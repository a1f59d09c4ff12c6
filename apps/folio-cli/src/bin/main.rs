//! `folio`: ingest a book corpus into the local index and query it.
use std::fs::File;
use std::path::{Path, PathBuf};
use std::sync::Arc;

use anyhow::{Context, Result};
use clap::{Parser, Subcommand, ValueEnum};
use indicatif::{ProgressBar, ProgressStyle};
use tracing::{info, warn};

use folio_core::config::{Config, Settings};
use folio_core::{CancelToken, LookupTables, RecordKind};
use folio_ingest::{write_duplicates_report, FileOutcome, FileReport, IncidentLog, Pipeline, ProgressObserver, RunSummary};
use folio_text::{search_names, ChunkSearcher, TantivyStore};

#[derive(Parser, Debug)]
#[command(name = "folio", version, about = "Book corpus ingester")]
struct Cli {
    /// Base configuration file; `config.<env>.toml` next to it is merged on top.
    #[arg(long, env = "FOLIO_CONFIG", default_value = "config.toml", global = true)]
    config: PathBuf,

    /// Print the run summary as JSON.
    #[arg(long, global = true)]
    json: bool,

    /// Hide the progress bar.
    #[arg(long, global = true)]
    quiet: bool,

    #[command(subcommand)]
    command: Command,
}

#[derive(Subcommand, Debug)]
enum Command {
    /// Parse every document under a directory into the index.
    Parse {
        /// Defaults to `volume` from the configuration.
        dir: Option<PathBuf>,
    },
    /// Parse the documents of a tar archive; `-` reads it from stdin.
    ParseTar { archive: PathBuf },
    /// Catalog file names only: duplicate titles and registries.
    Metadata { dir: Option<PathBuf> },
    /// Full-text search over indexed chunks, or substring search over a registry.
    Search {
        query: String,
        #[arg(short, long, default_value_t = 10)]
        limit: usize,
        /// Search registry names instead of chunk text.
        #[arg(long, value_enum)]
        registry: Option<Registry>,
    },
}

#[derive(ValueEnum, Clone, Copy, Debug)]
enum Registry {
    Authors,
    Categories,
    Titles,
}

impl From<Registry> for RecordKind {
    fn from(registry: Registry) -> Self {
        match registry {
            Registry::Authors => RecordKind::Author,
            Registry::Categories => RecordKind::Category,
            Registry::Titles => RecordKind::Title,
        }
    }
}

enum Source {
    Directory(PathBuf),
    Archive(PathBuf),
    Catalog(PathBuf),
}

struct Progress {
    bar: ProgressBar,
}

impl Progress {
    fn new(visible: bool) -> Self {
        let bar = if visible { ProgressBar::new(0) } else { ProgressBar::hidden() };
        let style = ProgressStyle::default_bar()
            .template("{spinner:.green} [{elapsed_precise}] [{bar:40.cyan/blue}] {pos}/{len} files {msg}")
            .unwrap_or_else(|_| ProgressStyle::default_bar())
            .progress_chars("#>-");
        bar.set_style(style);
        Self { bar }
    }
}

impl ProgressObserver for Progress {
    fn on_discovered(&self, count: usize) {
        self.bar.inc_length(count as u64);
    }

    fn on_file(&self, report: &FileReport) {
        self.bar.inc(1);
        if let FileOutcome::Failed(reason) = &report.outcome {
            self.bar.println(format!("failed: {} ({reason})", report.name));
        }
        self.bar.set_message(report.name.clone());
    }
}

#[tokio::main]
async fn main() -> Result<()> {
    tracing_subscriber::fmt()
        .with_env_filter(
            tracing_subscriber::EnvFilter::try_from_default_env()
                .unwrap_or_else(|_| tracing_subscriber::EnvFilter::new("info")),
        )
        .init();

    let cli = Cli::parse();
    let settings = Config::load_from(&cli.config)
        .and_then(|config| config.settings())
        .with_context(|| format!("loading {}", cli.config.display()))?
        .resolve_paths(&std::env::current_dir()?);

    let source = match cli.command {
        Command::Search { query, limit, registry } => return search(&settings, &query, limit, registry),
        Command::Parse { dir } => Source::Directory(dir.unwrap_or_else(|| settings.volume.clone())),
        Command::ParseTar { archive } => Source::Archive(archive),
        Command::Metadata { dir } => Source::Catalog(dir.unwrap_or_else(|| settings.volume.clone())),
    };
    let summary = ingest(&settings, source, !cli.quiet).await?;

    if cli.json {
        println!("{}", serde_json::to_string_pretty(&summary)?);
    } else {
        println!("{summary}");
    }
    if let Some(reason) = &summary.aborted {
        anyhow::bail!("archive run aborted: {reason}");
    }
    Ok(())
}

async fn ingest(settings: &Settings, source: Source, show_progress: bool) -> Result<RunSummary> {
    let tables = LookupTables::load(settings.genres_map.as_deref(), settings.folders_map.as_deref());
    info!(genres = tables.genre_count(), folders = tables.folder_count(), "lookup tables loaded");

    let store = Arc::new(TantivyStore::new(&settings.index_dir, settings.storage.writer_heap_bytes));
    let incidents = IncidentLog::open(&settings.log_file)
        .with_context(|| format!("opening {}", settings.log_file.display()))?;

    let cancel = CancelToken::new();
    {
        let cancel = cancel.clone();
        tokio::spawn(async move {
            if tokio::signal::ctrl_c().await.is_ok() {
                warn!("interrupt received, finishing in-flight work");
                cancel.cancel();
            }
        });
    }

    let progress = Arc::new(Progress::new(show_progress));
    let pipeline = Arc::new(
        Pipeline::new(settings, tables, store, cancel)
            .with_incident_log(incidents)
            .with_observer(progress.clone()),
    );

    let summary = match source {
        Source::Directory(dir) => pipeline.run_directory(&dir).await?,
        Source::Catalog(dir) => pipeline.run_metadata(&dir).await?,
        Source::Archive(path) if path == Path::new("-") => pipeline.run_archive(std::io::stdin()).await?,
        Source::Archive(path) => {
            let file = File::open(&path).with_context(|| format!("opening {}", path.display()))?;
            pipeline.run_archive(file).await?
        }
    };
    progress.bar.finish_and_clear();

    let duplicates = pipeline.catalog().duplicates();
    match write_duplicates_report(&settings.duplicates_report, &duplicates) {
        Ok(true) => info!(path = %settings.duplicates_report.display(), titles = duplicates.len(), "duplicates report written"),
        Ok(false) => {}
        Err(e) => warn!(path = %settings.duplicates_report.display(), error = %e, "could not write duplicates report"),
    }
    Ok(summary)
}

fn search(settings: &Settings, query: &str, limit: usize, registry: Option<Registry>) -> Result<()> {
    if let Some(registry) = registry {
        for name in search_names(&settings.index_dir, registry.into(), query, limit)? {
            println!("{name}");
        }
        return Ok(());
    }

    let searcher = ChunkSearcher::open(&settings.index_dir)?;
    let hits = searcher.search(query, limit)?;
    println!("{} hits among {} chunks", hits.len(), searcher.num_chunks());
    for (rank, hit) in hits.iter().enumerate() {
        println!(
            "{:>2}. [{:.3}] {} / {} ({}) #{}",
            rank + 1,
            hit.score,
            hit.book_title,
            if hit.author.is_empty() { "unknown author" } else { hit.author.as_str() },
            hit.genre,
            hit.sequence_index
        );
        println!("    {}", hit.snippet.replace('\n', " "));
    }
    Ok(())
}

----------

• [The problem]
Starting at the line that has "let bar = if" in the records above, restate word for word every line until the one that has "self.bar.inc(1);", and include that one as well.

• [Task answer]
        let bar = if visible { ProgressBar::new(0) } else { ProgressBar::hidden() };
        let style = ProgressStyle::default_bar()
            .template("{spinner:.green} [{elapsed_precise}] [{bar:40.cyan/blue}] {pos}/{len} files {msg}")
            .unwrap_or_else(|_| ProgressStyle::default_bar())
            .progress_chars("#>-");
        bar.set_style(style);
        Self { bar }
    }
}

impl ProgressObserver for Progress {
    fn on_discovered(&self, count: usize) {
        self.bar.inc_length(count as u64);
    }

    fn on_file(&self, report: &FileReport) {
        self.bar.inc(1);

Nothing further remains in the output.